:: PROBLEM ::
Of all the lines below, return only those starting with the line holding "let body = body.trim();" and going on through the line holding "fn encode_segment(segment: &str)", exactly as written.

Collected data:
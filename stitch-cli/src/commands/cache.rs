//! `stitch cache clear`

use anyhow::Result;
use clap::Subcommand;

use stitch_sync::HashCache;

use super::Context;

#[derive(Subcommand, Debug)]
pub enum CacheCommand {
    /// Forget every stored hash; every file will show up as new.
    Clear,
}

pub fn run(command: CacheCommand, ctx: &Context) -> Result<()> {
    match command {
        CacheCommand::Clear => {
            let root = ctx.root()?;
            let mut cache = HashCache::open(&root, &ctx.scope);
            let forgotten = cache.len();
            if !cache.clear() {
                anyhow::bail!("could not write '{}'", cache.path().display());
            }
            println!("✓ Cleared {forgotten} cached hash(es)");
            Ok(())
        }
    }
}
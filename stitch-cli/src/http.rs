//! Blocking HTTP implementation of [`Remote`].
//!
//! ```text
//! GET {base_url}/customizations/{kind}          -> [WirePayload]
//! PUT {base_url}/customizations/{kind}/{name}   <- WirePayload
//! ```

use std::time::Duration;

use stitch_core::{ItemKind, ProjectConfig};
use stitch_sync::{Remote, RemoteError, WirePayload};

const TIMEOUT: Duration = Duration::from_secs(30);

pub struct HttpRemote {
    agent: ureq::Agent,
    base_url: String,
    token: Option<String>,
}

impl HttpRemote {
    pub fn new(config: &ProjectConfig) -> Self {
        Self {
            agent: ureq::AgentBuilder::new().timeout(TIMEOUT).build(),
            base_url: config.base_url.trim_end_matches('/').to_string(),
            token: config.token(),
        }
    }

    fn url(&self, segments: &[&str]) -> String {
        let mut url = format!("{}/customizations", self.base_url);
        for segment in segments {
            url.push('/');
            url.push_str(&encode_segment(segment));
        }
        url
    }

    fn authorize(&self, request: ureq::Request) -> ureq::Request {
        let request = request.set("Accept", "application/json");
        match &self.token {
            Some(token) => request.set("Authorization", &format!("Bearer {token}")),
            None => request,
        }
    }
}

impl Remote for HttpRemote {
    fn fetch(&mut self, kind: ItemKind) -> Result<Vec<WirePayload>, RemoteError> {
        let url = self.url(&[kind.as_str()]);
        let response = self
            .authorize(self.agent.get(&url))
            .call()
            .map_err(|e| describe(&url, e))?;
        response
            .into_json::<Vec<WirePayload>>()
            .map_err(|e| RemoteError::new(format!("GET {url}: unreadable response: {e}")))
    }

    fn send(&mut self, payload: &WirePayload) -> Result<(), RemoteError> {
        let url = self.url(&[payload.kind.as_str(), &payload.name]);
        self.authorize(self.agent.put(&url))
            .send_json(payload)
            .map_err(|e| describe(&url, e))?;
        Ok(())
    }
}

fn describe(url: &str, err: ureq::Error) -> RemoteError {
    match err {
        ureq::Error::Status(code, response) => {
            let body = response.into_string().unwrap_or_default();
            let body = body.trim();
            if body.is_empty() {
                RemoteError::new(format!("{url}: HTTP {code}"))
            } else {
                RemoteError::new(format!("{url}: HTTP {code}: {body}"))
            }
        }
        ureq::Error::Transport(transport) => RemoteError::new(format!("{url}: {transport}")),
    }
}

/// Percent-encode everything outside the URL path-segment unreserved set.
fn encode_segment(segment: &str) -> String {
    let mut out = String::with_capacity(segment.len());
    for byte in segment.bytes() {
        match byte {
            b'A'..=b'Z' | b'a'..=b'z' | b'0'..=b'9' | b'-' | b'_' | b'.' | b'~' => {
                out.push(byte as char)
            }
            _ => out.push_str(&format!("%{byte:02X}")),
        }
    }
    out
}

#[cfg(test)]
mod tests {
    use super::*;

    #[test]
    fn urls_are_built_from_trimmed_base() {
        let config = ProjectConfig::new("acme", "https://api.example.com/v1/");
        let remote = HttpRemote::new(&config);
        assert_eq!(
            remote.url(&["backend-script", "Nightly Job"]),
            "https://api.example.com/v1/customizations/backend-script/Nightly%20Job"
        );
        assert_eq!(remote.url(&["page"]), "https://api.example.com/v1/customizations/page");
    }

    #[test]
    fn segment_encoding_keeps_unreserved() {
        assert_eq!(encode_segment("a-b_c.d~e"), "a-b_c.d~e");
        assert_eq!(encode_segment("a/b?c"), "a%2Fb%3Fc");
        assert_eq!(encode_segment("ü"), "%C3%BC");
    }
}
use std::fs;
use std::path::Path;
use std::process::Command;

use assert_cmd::prelude::*;
use predicates::prelude::*;
use predicates::str::contains;
use tempfile::TempDir;

fn stitch_cmd(dir: &Path) -> Command {
    let mut cmd = Command::new(assert_cmd::cargo::cargo_bin!("stitch"));
    cmd.current_dir(dir)
        .env_remove("RUST_LOG")
        .env_remove("STITCH_BASE_URL")
        .env_remove("STITCH_TOKEN");
    cmd
}

fn init_project(dir: &Path) {
    stitch_cmd(dir)
        .args(["init", "--name", "acme", "--base-url", "http://127.0.0.1:9"])
        .assert()
        .success();
}

fn write(root: &Path, rel: &str, content: &str) {
    let path = root.join(rel);
    fs::create_dir_all(path.parent().expect("parent")).expect("mkdir");
    fs::write(path, content).expect("write");
}

#[test]
fn init_writes_config_and_empty_cache() {
    let tmp = TempDir::new().expect("tmp");
    stitch_cmd(tmp.path())
        .args(["init", "--name", "acme", "--base-url", "https://acme.example.com/api"])
        .assert()
        .success()
        .stdout(contains("Initialized 'acme'"));

    let config = fs::read_to_string(tmp.path().join(".stitch/config.yaml")).expect("config");
    assert!(config.contains("name: acme"));
    assert!(config.contains("base_url: https://acme.example.com/api"));

    let cache: serde_json::Value = serde_json::from_str(
        &fs::read_to_string(tmp.path().join(".stitch/file-hashes.json")).expect("cache"),
    )
    .expect("cache json");
    assert_eq!(cache["version"], "1.0");
    assert_eq!(cache["hashes"], serde_json::json!({}));
}

#[test]
fn init_twice_keeps_existing_config() {
    let tmp = TempDir::new().expect("tmp");
    init_project(tmp.path());
    stitch_cmd(tmp.path())
        .args(["init", "--name", "other", "--base-url", "https://other.example.com"])
        .assert()
        .success()
        .stdout(contains("already a stitch project"));

    let config = fs::read_to_string(tmp.path().join(".stitch/config.yaml")).expect("config");
    assert!(config.contains("name: acme"));
}

#[test]
fn status_outside_project_fails_with_hint() {
    let tmp = TempDir::new().expect("tmp");
    stitch_cmd(tmp.path())
        .arg("status")
        .assert()
        .failure()
        .stderr(contains("stitch init"));
}

#[test]
fn status_json_lists_new_files_by_area() {
    let tmp = TempDir::new().expect("tmp");
    init_project(tmp.path());
    write(tmp.path(), "src/backend/nightly.js", "cleanup();");
    write(tmp.path(), "src/backend/nightly.json", "{\"name\": \"nightly\"}\n");
    write(tmp.path(), "src/pages/home.html", "<h1/>");

    let assert = stitch_cmd(tmp.path())
        .args(["status", "--json"])
        .assert()
        .success();
    let stdout = String::from_utf8(assert.get_output().stdout.clone()).expect("utf8");
    let status: serde_json::Value = serde_json::from_str(&stdout).expect("status json");

    assert_eq!(status["total"]["new"], 3);
    assert_eq!(status["total"]["changed"], 0);
    assert_eq!(status["new"]["backend"].as_array().map(Vec::len), Some(2));
    assert_eq!(status["new"]["pages"][0], "src/pages/home.html");
    assert_eq!(status["last_sync_age"], "never");
}

#[test]
fn status_works_from_nested_directory_and_with_project_flag() {
    let tmp = TempDir::new().expect("tmp");
    init_project(tmp.path());
    write(tmp.path(), "src/reports/revenue.sql", "select 1");
    let nested = tmp.path().join("src/reports");

    stitch_cmd(&nested)
        .arg("status")
        .assert()
        .success()
        .stdout(contains("src/reports/revenue.sql"));

    let elsewhere = TempDir::new().expect("elsewhere");
    stitch_cmd(elsewhere.path())
        .arg("-C")
        .arg(tmp.path())
        .arg("status")
        .assert()
        .success()
        .stdout(contains("acme"));
}

#[test]
fn cache_clear_resets_hashes() {
    let tmp = TempDir::new().expect("tmp");
    init_project(tmp.path());
    fs::write(
        tmp.path().join(".stitch/file-hashes.json"),
        r#"{"version": "1.0", "hashes": {"src/pages/home.html": "abc"}}"#,
    )
    .expect("seed cache");

    stitch_cmd(tmp.path())
        .args(["cache", "clear"])
        .assert()
        .success()
        .stdout(contains("Cleared 1"));

    let cache = fs::read_to_string(tmp.path().join(".stitch/file-hashes.json")).expect("cache");
    assert!(!cache.contains("home.html"));
}

#[test]
fn push_with_no_changes_needs_no_network() {
    let tmp = TempDir::new().expect("tmp");
    init_project(tmp.path());
    stitch_cmd(tmp.path())
        .arg("push")
        .assert()
        .success()
        .stdout(contains("Nothing to push"));
}

#[test]
fn pull_against_unreachable_remote_fails() {
    let tmp = TempDir::new().expect("tmp");
    init_project(tmp.path());
    stitch_cmd(tmp.path())
        .arg("pull")
        .assert()
        .failure()
        .stderr(contains("failed to fetch objects").and(contains("127.0.0.1:9")));
    assert!(!tmp.path().join("src").exists());
}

:: RESPONSE TO THIS EXERCISE ::
            let body = body.trim();
            if body.is_empty() {
                RemoteError::new(format!("{url}: HTTP {code}"))
            } else {
                RemoteError::new(format!("{url}: HTTP {code}: {body}"))
            }
        }
        ureq::Error::Transport(transport) => RemoteError::new(format!("{url}: {transport}")),
    }
}

/// Percent-encode everything outside the URL path-segment unreserved set.
fn encode_segment(segment: &str) -> String {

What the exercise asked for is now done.